Figure 10. Velocities measured from cross-correlating Landsat imagery of 1 year of the quiescent phase (a; 17 October 2010–18 September 2011), the last year of the build-up (b; 28 August 2015–10 May 2016) and the surge peak in May 2017 (c; 13 to 29 May 2017). Panel (d) shows mean values of the bins compared against bed elevation and all available velocity pairs for 2017, between December 2016 (dark red) and September (yellow), both for Landsat and Planet. Values for quiescence are shown at 1 order of magnitude larger, while values for the surge phase are shown at 1 order of magnitude smaller than measured. Note the difference in scales for the different phases. All coordinates are in UTM WGS84 Zone 43. ©Steiner et al., 2018.

Mean average surface velocities on the 25 km long main tongue of Khurdopin during a quiescent phase are below 5 m/year, with a small peak of 15 m/year at around 12 km along the tongue. The peak corresponds to a markedly steeper section of the profile. While lack of cloud-free imagery or poor image quality does not always allow accurate identification of the onset, peak and termination of the surge, the data suggest that a gradual increase of surface velocities over multiple years led to surging peaks with velocities up to 4000 m/year in 1979 and 1999 (Quincey and Luckman, 2014).

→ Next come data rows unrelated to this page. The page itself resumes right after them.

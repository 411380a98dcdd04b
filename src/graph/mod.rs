mod document;
mod hit;

use std::collections::HashMap;

use eframe::egui::Vec2;
use serde::{Deserialize, Serialize};

pub use document::{GraphDocument, parse_document};

pub const BASE_RADIUS: f32 = 25.0;
pub const PADDING_RADIUS: f32 = 15.0;

pub trait TextMeasure {
    fn measure(&self, text: &str) -> f32;
}

/// Monospaced stand-in for a real font, used where no renderer is available.
#[cfg(test)]
#[derive(Clone, Copy, Debug)]
pub struct FixedWidthMeasure {
    pub char_width: f32,
}

#[cfg(test)]
impl Default for FixedWidthMeasure {
    fn default() -> Self {
        Self { char_width: 8.5 }
    }
}

#[cfg(test)]
impl TextMeasure for FixedWidthMeasure {
    fn measure(&self, text: &str) -> f32 {
        text.chars().count() as f32 * self.char_width
    }
}

pub fn node_radius_for(name: &str, measure: &dyn TextMeasure) -> f32 {
    BASE_RADIUS.max((measure.measure(name) / 2.0) + PADDING_RADIUS)
}

#[derive(Clone, Copy, Debug, PartialEq, Eq, Hash, PartialOrd, Ord)]
pub struct NodeId(u64);

#[derive(Clone, Copy, Debug, PartialEq, Eq, Hash, PartialOrd, Ord)]
pub struct EdgeId(u64);

#[derive(Clone, Copy, Debug, PartialEq, Eq, Serialize, Deserialize)]
#[serde(rename_all = "lowercase")]
pub enum EdgeKind {
    Directed,
    Bidirectional,
}

impl EdgeKind {
    pub fn toggled(self) -> Self {
        match self {
            Self::Directed => Self::Bidirectional,
            Self::Bidirectional => Self::Directed,
        }
    }

    pub fn label(self) -> &'static str {
        match self {
            Self::Directed => "directed",
            Self::Bidirectional => "bidirectional",
        }
    }
}

#[derive(Clone, Debug)]
pub struct Node {
    pub id: NodeId,
    pub name: String,
    pub position: Vec2,
    pub radius: f32,
    pub velocity: Vec2,
}

#[derive(Clone, Debug, PartialEq)]
pub struct Edge {
    pub id: EdgeId,
    pub from: NodeId,
    pub to: NodeId,
    pub kind: EdgeKind,
}

impl Edge {
    pub fn touches(&self, node: NodeId) -> bool {
        self.from == node || self.to == node
    }

    pub fn joins(&self, a: NodeId, b: NodeId) -> bool {
        (self.from == a && self.to == b) || (self.from == b && self.to == a)
    }
}

#[derive(Clone, Debug, Default)]
pub struct Graph {
    nodes: Vec<Node>,
    edges: Vec<Edge>,
    index_by_id: HashMap<NodeId, usize>,
    next_id: u64,
}

impl Graph {
    pub fn new() -> Self {
        Self::default()
    }

    pub fn nodes(&self) -> &[Node] {
        &self.nodes
    }

    pub fn edges(&self) -> &[Edge] {
        &self.edges
    }

    pub fn node_count(&self) -> usize {
        self.nodes.len()
    }

    pub fn edge_count(&self) -> usize {
        self.edges.len()
    }

    pub fn is_empty(&self) -> bool {
        self.nodes.is_empty()
    }

    pub fn node(&self, id: NodeId) -> Option<&Node> {
        self.index_by_id
            .get(&id)
            .and_then(|&index| self.nodes.get(index))
    }

    pub fn node_mut(&mut self, id: NodeId) -> Option<&mut Node> {
        self.index_by_id
            .get(&id)
            .and_then(|&index| self.nodes.get_mut(index))
    }

    pub(crate) fn nodes_mut(&mut self) -> &mut [Node] {
        &mut self.nodes
    }

    pub fn index_of(&self, id: NodeId) -> Option<usize> {
        self.index_by_id.get(&id).copied()
    }

    pub fn edge(&self, id: EdgeId) -> Option<&Edge> {
        self.edges.iter().find(|edge| edge.id == id)
    }

    pub fn edge_between(&self, a: NodeId, b: NodeId) -> Option<&Edge> {
        self.edges.iter().find(|edge| edge.joins(a, b))
    }

    pub fn default_node_name(&self) -> String {
        format!("State{}", self.nodes.len() + 1)
    }

    fn allocate_id(&mut self) -> u64 {
        self.next_id += 1;
        self.next_id
    }

    pub fn add_node(
        &mut self,
        name: impl Into<String>,
        position: Vec2,
        measure: &dyn TextMeasure,
    ) -> NodeId {
        let name = name.into();
        let radius = node_radius_for(&name, measure);
        self.insert_node(name, position, radius)
    }

    pub(crate) fn insert_node(&mut self, name: String, position: Vec2, radius: f32) -> NodeId {
        let id = NodeId(self.allocate_id());
        self.index_by_id.insert(id, self.nodes.len());
        self.nodes.push(Node {
            id,
            name,
            position,
            radius,
            velocity: Vec2::ZERO,
        });
        id
    }

    pub fn rename_node(&mut self, id: NodeId, new_name: &str, measure: &dyn TextMeasure) -> bool {
        let trimmed = new_name.trim();
        if trimmed.is_empty() {
            return false;
        }

        let Some(node) = self.node_mut(id) else {
            return false;
        };
        node.name = trimmed.to_owned();
        node.radius = node_radius_for(trimmed, measure);
        true
    }

    pub fn remove_node(&mut self, id: NodeId) -> Option<Node> {
        let index = self.index_by_id.remove(&id)?;
        let node = self.nodes.remove(index);
        self.edges.retain(|edge| !edge.touches(id));
        for (position, node) in self.nodes.iter().enumerate().skip(index) {
            self.index_by_id.insert(node.id, position);
        }
        Some(node)
    }

    /// Creates a directed edge `a -> b` unless that would be a self-loop or
    /// the pair is already connected in either direction.
    pub fn connect(&mut self, a: NodeId, b: NodeId) -> Option<EdgeId> {
        if a == b || self.node(a).is_none() || self.node(b).is_none() {
            return None;
        }
        if self.edge_between(a, b).is_some() {
            return None;
        }

        let id = EdgeId(self.allocate_id());
        self.edges.push(Edge {
            id,
            from: a,
            to: b,
            kind: EdgeKind::Directed,
        });
        Some(id)
    }

    pub fn toggle_edge_kind(&mut self, id: EdgeId) -> Option<EdgeKind> {
        let edge = self.edges.iter_mut().find(|edge| edge.id == id)?;
        edge.kind = edge.kind.toggled();
        Some(edge.kind)
    }

    pub(crate) fn set_edge_kind(&mut self, id: EdgeId, kind: EdgeKind) {
        if let Some(edge) = self.edges.iter_mut().find(|edge| edge.id == id) {
            edge.kind = kind;
        }
    }

    pub fn remove_edge(&mut self, id: EdgeId) -> Option<Edge> {
        let index = self.edges.iter().position(|edge| edge.id == id)?;
        Some(self.edges.remove(index))
    }

    pub fn degree(&self, id: NodeId) -> usize {
        self.edges.iter().filter(|edge| edge.touches(id)).count()
    }

    pub fn degrees(&self) -> Vec<usize> {
        let mut degrees = vec![0usize; self.nodes.len()];
        for edge in &self.edges {
            if let Some(from) = self.index_of(edge.from) {
                degrees[from] += 1;
            }
            if let Some(to) = self.index_of(edge.to) {
                degrees[to] += 1;
            }
        }
        degrees
    }

    pub fn clear(&mut self) {
        self.nodes.clear();
        self.edges.clear();
        self.index_by_id.clear();
    }
}

#[cfg(test)]
mod tests {
    use eframe::egui::vec2;
    use proptest::prelude::*;

    use super::*;

    fn graph_with(names: &[&str]) -> (Graph, Vec<NodeId>) {
        let measure = FixedWidthMeasure::default();
        let mut graph = Graph::new();
        let ids = names
            .iter()
            .enumerate()
            .map(|(index, name)| graph.add_node(*name, vec2(index as f32 * 100.0, 0.0), &measure))
            .collect();
        (graph, ids)
    }

    #[test]
    fn default_names_follow_current_count() {
        let (mut graph, ids) = graph_with(&["State1", "State2", "State3"]);
        assert_eq!(graph.default_node_name(), "State4");
        graph.remove_node(ids[0]);
        assert_eq!(graph.default_node_name(), "State3");
    }

    #[test]
    fn radius_grows_with_long_names() {
        let measure = FixedWidthMeasure { char_width: 10.0 };
        assert_eq!(node_radius_for("A", &measure), BASE_RADIUS);
        assert_eq!(node_radius_for("ABCDEFGHIJKLMNOPQRST", &measure), 115.0);
    }

    #[test]
    fn rename_to_blank_is_ignored() {
        let measure = FixedWidthMeasure { char_width: 10.0 };
        let (mut graph, ids) = graph_with(&["Start"]);
        assert!(!graph.rename_node(ids[0], "   ", &measure));
        assert_eq!(graph.node(ids[0]).map(|node| node.name.as_str()), Some("Start"));

        assert!(graph.rename_node(ids[0], "  A much longer state name ", &measure));
        let node = graph.node(ids[0]).expect("node exists");
        assert_eq!(node.name, "A much longer state name");
        assert_eq!(node.radius, 135.0);
    }

    #[test]
    fn reverse_connect_is_noop_and_toggle_flips_kind() {
        let (mut graph, ids) = graph_with(&["X", "Y"]);
        let edge = graph.connect(ids[0], ids[1]).expect("first connect creates edge");
        assert_eq!(graph.connect(ids[1], ids[0]), None);
        assert_eq!(graph.edge_count(), 1);

        let stored = graph.edge(edge).expect("edge exists");
        assert_eq!((stored.from, stored.to, stored.kind), (ids[0], ids[1], EdgeKind::Directed));

        assert_eq!(graph.toggle_edge_kind(edge), Some(EdgeKind::Bidirectional));
        assert_eq!(graph.toggle_edge_kind(edge), Some(EdgeKind::Directed));
    }

    #[test]
    fn deleting_node_removes_its_two_edges() {
        let (mut graph, ids) = graph_with(&["A", "B", "C", "D"]);
        graph.connect(ids[0], ids[1]);
        graph.connect(ids[2], ids[0]);
        graph.connect(ids[2], ids[3]);

        graph.remove_node(ids[0]);
        assert_eq!(graph.node_count(), 3);
        assert_eq!(graph.edge_count(), 1);
        assert_eq!(graph.node(ids[3]).map(|node| node.name.as_str()), Some("D"));
        assert_eq!(graph.index_of(ids[3]), Some(2));
    }

    #[test]
    fn removing_absent_entities_is_noop() {
        let (mut graph, ids) = graph_with(&["A", "B"]);
        let edge = graph.connect(ids[0], ids[1]).expect("edge created");
        assert!(graph.remove_edge(edge).is_some());
        assert!(graph.remove_edge(edge).is_none());
        assert!(graph.remove_node(ids[0]).is_some());
        assert!(graph.remove_node(ids[0]).is_none());
        assert_eq!(graph.connect(ids[0], ids[1]), None);
    }

    #[test]
    fn degrees_ignore_direction() {
        let (mut graph, ids) = graph_with(&["Hub", "A", "B", "Lonely"]);
        graph.connect(ids[0], ids[1]);
        graph.connect(ids[2], ids[0]);
        assert_eq!(graph.degrees(), vec![2, 1, 1, 0]);
        assert_eq!(graph.degree(ids[0]), 2);
    }

    proptest! {
        #[test]
        fn connect_never_creates_self_loops_or_duplicates(
            pairs in prop::collection::vec((0usize..6, 0usize..6), 0..60)
        ) {
            let (mut graph, ids) = graph_with(&["A", "B", "C", "D", "E", "F"]);
            for (a, b) in pairs {
                graph.connect(ids[a], ids[b]);
            }

            for edge in graph.edges() {
                prop_assert_ne!(edge.from, edge.to);
            }
            for (index, edge) in graph.edges().iter().enumerate() {
                let duplicates = graph.edges()[index + 1..]
                    .iter()
                    .filter(|other| other.joins(edge.from, edge.to))
                    .count();
                prop_assert_eq!(duplicates, 0);
            }
        }

        #[test]
        fn delete_cascades_to_incident_edges(
            pairs in prop::collection::vec((0usize..5, 0usize..5), 0..30),
            victim in 0usize..5,
        ) {
            let (mut graph, ids) = graph_with(&["A", "B", "C", "D", "E"]);
            for (a, b) in pairs {
                graph.connect(ids[a], ids[b]);
            }

            let incident = graph.degree(ids[victim]);
            let before = graph.edge_count();
            graph.remove_node(ids[victim]);

            prop_assert_eq!(graph.edge_count(), before - incident);
            prop_assert!(graph.edges().iter().all(|edge| !edge.touches(ids[victim])));
            for node in graph.nodes() {
                prop_assert_eq!(graph.node(node.id).map(|found| found.id), Some(node.id));
            }
        }
    }
}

The most recent quiescent phase lasted from 2000 until at least 2011. By 2013 the glacier had reached surface ve-locities above 100 meters/year beyond the steep section (km-12), but still smaller than 10 m/year in the lower 5 km. The build-up phase between the quiescent phase and the actual surge peak between 2015 and 2016 was characterized by increasing surface velocities in the tongue’s upper reach (Figure 10). Between early 2017 and be-ginning of June velocities increased up to 5200 m/year and dropped again to below 200 m/year in most parts by September. While this extreme acceleration and deceleration happened within less than 9 months, the velocity peak along the longitudinal profile remained relatively stable. The gradual build-up and then relatively short surge peak support earlier findings based on less frequently available data (Quincey and Luckman, 2014).

Ice volume changes during surge events

Figure 11. Elevation change rates during the quiescent phase (a), and during the build-up and surge phase (b). Mean values per bin are shown in panel (c). Note that values for the surge phase are shown at 1 order of magnitude smaller than measured. …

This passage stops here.